Andrew Roth scite author profile

Primary triple negative breast cancers (TNBC) represent approximately 16% of all breast cancers1 and are a tumour type defined by exclusion, for which comprehensive landscapes of somatic mutation have not been determined. Here we show in 104 early TNBC cases, that at the time of diagnosis these cancers exhibit a wide and continuous spectrum of genomic evolution, with some exhibiting only a handful of somatic aberrations in a few pathways, whereas others contain hundreds of somatic events and multiple pathways implicated.

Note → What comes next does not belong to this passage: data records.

//! UI effect types.
//!
//! Effects are commands returned by the reducer that the runtime executes.
//! They represent I/O and task spawning only (no direct UI mutations).
//!
//! This keeps the reducer pure: it only mutates state and returns effects,
//! never performs I/O or spawns tasks directly.

use std::path::PathBuf;

use quill_core::attachment::Attachment;
use tokio_util::sync::CancellationToken;

use crate::common::{TaskId, TaskKind};

/// Effects returned by the reducer for the runtime to execute.
///
/// The reducer returns `Vec<UiEffect>` from each update call. Task ids are
/// assigned by the reducer from the state's task sequence, so completion
/// events can be matched back to the task that is still active.
#[derive(Debug)]
pub enum UiEffect {
    /// Quit the application.
    Quit,

    /// Send a message to the agent with its attachments.
    SendMessage {
        task: TaskId,
        text: String,
        attachments: Vec<Attachment>,
    },

    /// List project files for the completion popup.
    ListFiles { task: TaskId },

    /// Load a pasted file path as an attachment.
    LoadAttachment {
        task: TaskId,
        path: PathBuf,
        /// The original pasted text, echoed back on rejection.
        pasted: String,
    },

    /// Suspend the TUI and open the draft in the external editor.
    OpenExternalEditor { text: String },

    /// Cancel an in-progress task.
    ///
    /// With no token attached, the runtime cancels the token stored in the
    /// task state for `kind`.
    CancelTask {
        kind: TaskKind,
        token: Option<CancellationToken>,
    },
}
//! Application state composition.
//!
//! Top-level state hierarchy for the TUI:
//!
//! ```text
//! AppState
//! ├── tui: TuiState
//! │   ├── editor: EditorState       (draft text, attachments, delete mode)
//! │   ├── transcript: TranscriptState (sent messages and replies)
//! │   ├── task_seq: TaskSeq         (async task id generator)
//! │   ├── tasks: Tasks              (task lifecycle state)
//! │   └── notice: Option<Notice>    (transient status warning)
//! └── overlay: Option<Overlay>      (modal overlays)
//! ```
//!
//! State is split between `TuiState` and `Option<Overlay>` so overlay
//! handlers can take `&mut self` and read `&TuiState` without borrow
//! conflicts.

use std::path::PathBuf;
use std::time::{Duration, Instant};

use quill_core::config::Config;

use crate::common::{TaskSeq, Tasks};
use crate::features::editor::EditorState;
use crate::features::transcript::TranscriptState;
use crate::overlays::Overlay;
use crate::theme::Theme;

/// How long a notice stays visible in the status area.
const NOTICE_TTL: Duration = Duration::from_secs(4);

/// Combined application state for the TUI.
pub struct AppState {
    pub tui: TuiState,
    pub overlay: Option<Overlay>,
}

impl AppState {
    pub fn new(config: Config, root: PathBuf) -> Self {
        Self {
            tui: TuiState::new(config, root),
            overlay: None,
        }
    }
}

/// A transient warning shown in the status area.
///
/// All recoverable failures (attachment rejections, editor errors, the busy
/// gate) surface here and expire on their own; none of them ends the
/// session.
#[derive(Debug)]
pub struct Notice {
    pub text: String,
    shown_at: Instant,
}

impl Notice {
    fn new(text: String) -> Self {
        Self {
            text,
            shown_at: Instant::now(),
        }
    }

    pub fn is_expired(&self) -> bool {
        self.shown_at.elapsed() >= NOTICE_TTL
    }
}

/// TUI application state (non-overlay).
pub struct TuiState {
    /// Flag indicating the app should quit.
    pub should_quit: bool,
    /// Message editor state (draft, attachments, delete mode).
    pub editor: EditorState,
    /// Transcript display state.
    pub transcript: TranscriptState,
    /// Task id sequence for async operations.
    pub task_seq: TaskSeq,
    /// Task lifecycle state for async operations.
    pub tasks: Tasks,
    /// Loaded configuration.
    pub config: Config,
    /// Render colors resolved from config.
    pub theme: Theme,
    /// Project root all relative paths resolve against.
    pub root: PathBuf,
    /// Transient status warning, cleared on tick after its TTL.
    pub notice: Option<Notice>,
    /// Spinner animation frame counter (status line while busy).
    pub spinner_frame: usize,
}

impl TuiState {
    pub fn new(config: Config, root: PathBuf) -> Self {
        let theme = Theme::from_config(&config);
        Self {
            should_quit: false,
            editor: EditorState::default(),
            transcript: TranscriptState::default(),
            task_seq: TaskSeq::default(),
            tasks: Tasks::default(),
            config,
            theme,
            root,
            notice: None,
            spinner_frame: 0,
        }
    }

    /// True while a sent message is still waiting for its reply.
    pub fn is_agent_busy(&self) -> bool {
        self.tasks.agent_turn.is_running()
    }

    pub fn set_notice(&mut self, text: impl Into<String>) {
        self.notice = Some(Notice::new(text.into()));
    }

    /// Drops the notice once its TTL has passed. Called on tick.
    pub fn expire_notice(&mut self) {
        if self.notice.as_ref().is_some_and(Notice::is_expired) {
            self.notice = None;
        }
    }
}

Integration with matched whole transcriptome sequence data revealed that only ~36% of mutations are expressed. By examining single nucleotide variant (SNV) allelic abundance derived from deep re-sequencing (median >20,000 fold) measurements in 2414 somatic mutations, we determine for the first time in an epithelial tumour, the relative abundance of clonal genotypes among cases in the population. We show that TNBC vary widely and continuously in their clonal frequencies at the time of diagnosis, with basal subtype TNBC2,3 exhibiting more variation than non-basal TNBC. Although p53 and PIK3CA/PTEN somatic mutations appear clonally dominant compared with other pathways, in some tumours their clonal frequencies are incompatible with founder status. Mutations in cytoskeletal and cell shape/motility proteins occurred at lower clonal frequencies, suggesting they occurred later during tumour progression. Taken together our results show that future attempts to dissect the biology and therapeutic responses of TNBC will require the determination of individual tumour clonal genotypes.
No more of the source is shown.